- Opening Delimiter -

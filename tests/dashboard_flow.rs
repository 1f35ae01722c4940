//! End-to-end flow over the file-backed store
//!
//! Each step builds a fresh controller, the way every CLI invocation or
//! page load does, so state only travels through the session file.

use biopharm::dashboard::{DashboardController, NAV_ITEMS};
use biopharm::session::{FileStore, KeyValueStore, SessionState, ROLE_KEY, USERNAME_KEY};
use biopharm::view::{Page, RecordingView, StatField};
use tempfile::tempdir;

fn page_load(path: &std::path::Path) -> DashboardController<FileStore, RecordingView> {
    DashboardController::new(FileStore::new(path), RecordingView::new())
}

#[test]
fn staff_session_survives_reload_until_logout() {
    let dir = tempdir().unwrap();
    let path = dir.path().join("session.json");

    // Login page
    let mut login = DashboardController::new(
        FileStore::new(&path),
        RecordingView::new().with_form("staff", " sam ", "pw"),
    );
    login.submit_login().unwrap();
    assert_eq!(login.view().navigations(), &[Page::Dashboard]);

    // Dashboard page
    let mut dashboard = page_load(&path);
    let (session, stats) = dashboard.open_dashboard();
    assert_eq!(session.username, "sam");
    assert_eq!(stats.total_sales, 1020);

    let view = dashboard.view();
    assert_eq!(view.welcome_text(), Some("sam (staff)"));
    assert_eq!(view.visible_nav_keys().len(), NAV_ITEMS.len() - 3);
    assert_eq!(view.stat(StatField::Products), Some("120"));

    // Reload keeps the session
    let mut reload = page_load(&path);
    reload.load_dashboard();
    assert_eq!(reload.view().welcome_text(), Some("sam (staff)"));

    // Logout clears both keys
    reload.logout().unwrap();
    let store = FileStore::new(&path);
    assert_eq!(store.get_item(ROLE_KEY).unwrap(), None);
    assert_eq!(store.get_item(USERNAME_KEY).unwrap(), None);

    // Next load is a first-ever load
    let mut after = page_load(&path);
    assert_eq!(after.state().unwrap(), SessionState::LoggedOut);
    after.load_dashboard();
    assert_eq!(after.view().welcome_text(), Some("User (guest)"));
    assert_eq!(after.view().visible_nav_keys().len(), NAV_ITEMS.len());
}

#[test]
fn rejected_login_leaves_no_file() {
    let dir = tempdir().unwrap();
    let path = dir.path().join("session.json");

    let mut login = DashboardController::new(
        FileStore::new(&path),
        RecordingView::new().with_form("admin", "amina", ""),
    );
    assert!(login.submit_login().is_err());
    assert!(!path.exists());
    assert!(login.view().navigations().is_empty());
    assert_eq!(login.view().alerts().len(), 1);
}

#[test]
fn cashier_then_admin_relogin() {
    let dir = tempdir().unwrap();
    let path = dir.path().join("session.json");

    let mut ctl = page_load(&path);
    ctl.login("cashier", "carol", "pw").unwrap();
    ctl.load_dashboard();
    assert_eq!(ctl.view().visible_nav_keys(), vec!["pos"]);

    // Last writer wins
    let mut other = page_load(&path);
    other.login("admin", "amina", "pw").unwrap();

    let mut reload = page_load(&path);
    reload.load_dashboard();
    assert_eq!(reload.view().welcome_text(), Some("amina (admin)"));
    assert_eq!(reload.view().visible_nav_keys().len(), NAV_ITEMS.len());
}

- Closing Delimiter -

• [Work instructions]: Take every line from the data above that holds "unwrap" and copy it out.

• [Exercise result]:
    let dir = tempdir().unwrap();
    login.submit_login().unwrap();
    reload.logout().unwrap();
    assert_eq!(store.get_item(ROLE_KEY).unwrap(), None);
    assert_eq!(store.get_item(USERNAME_KEY).unwrap(), None);
    assert_eq!(after.state().unwrap(), SessionState::LoggedOut);
    let dir = tempdir().unwrap();
    let dir = tempdir().unwrap();
    ctl.login("cashier", "carol", "pw").unwrap();
    other.login("admin", "amina", "pw").unwrap();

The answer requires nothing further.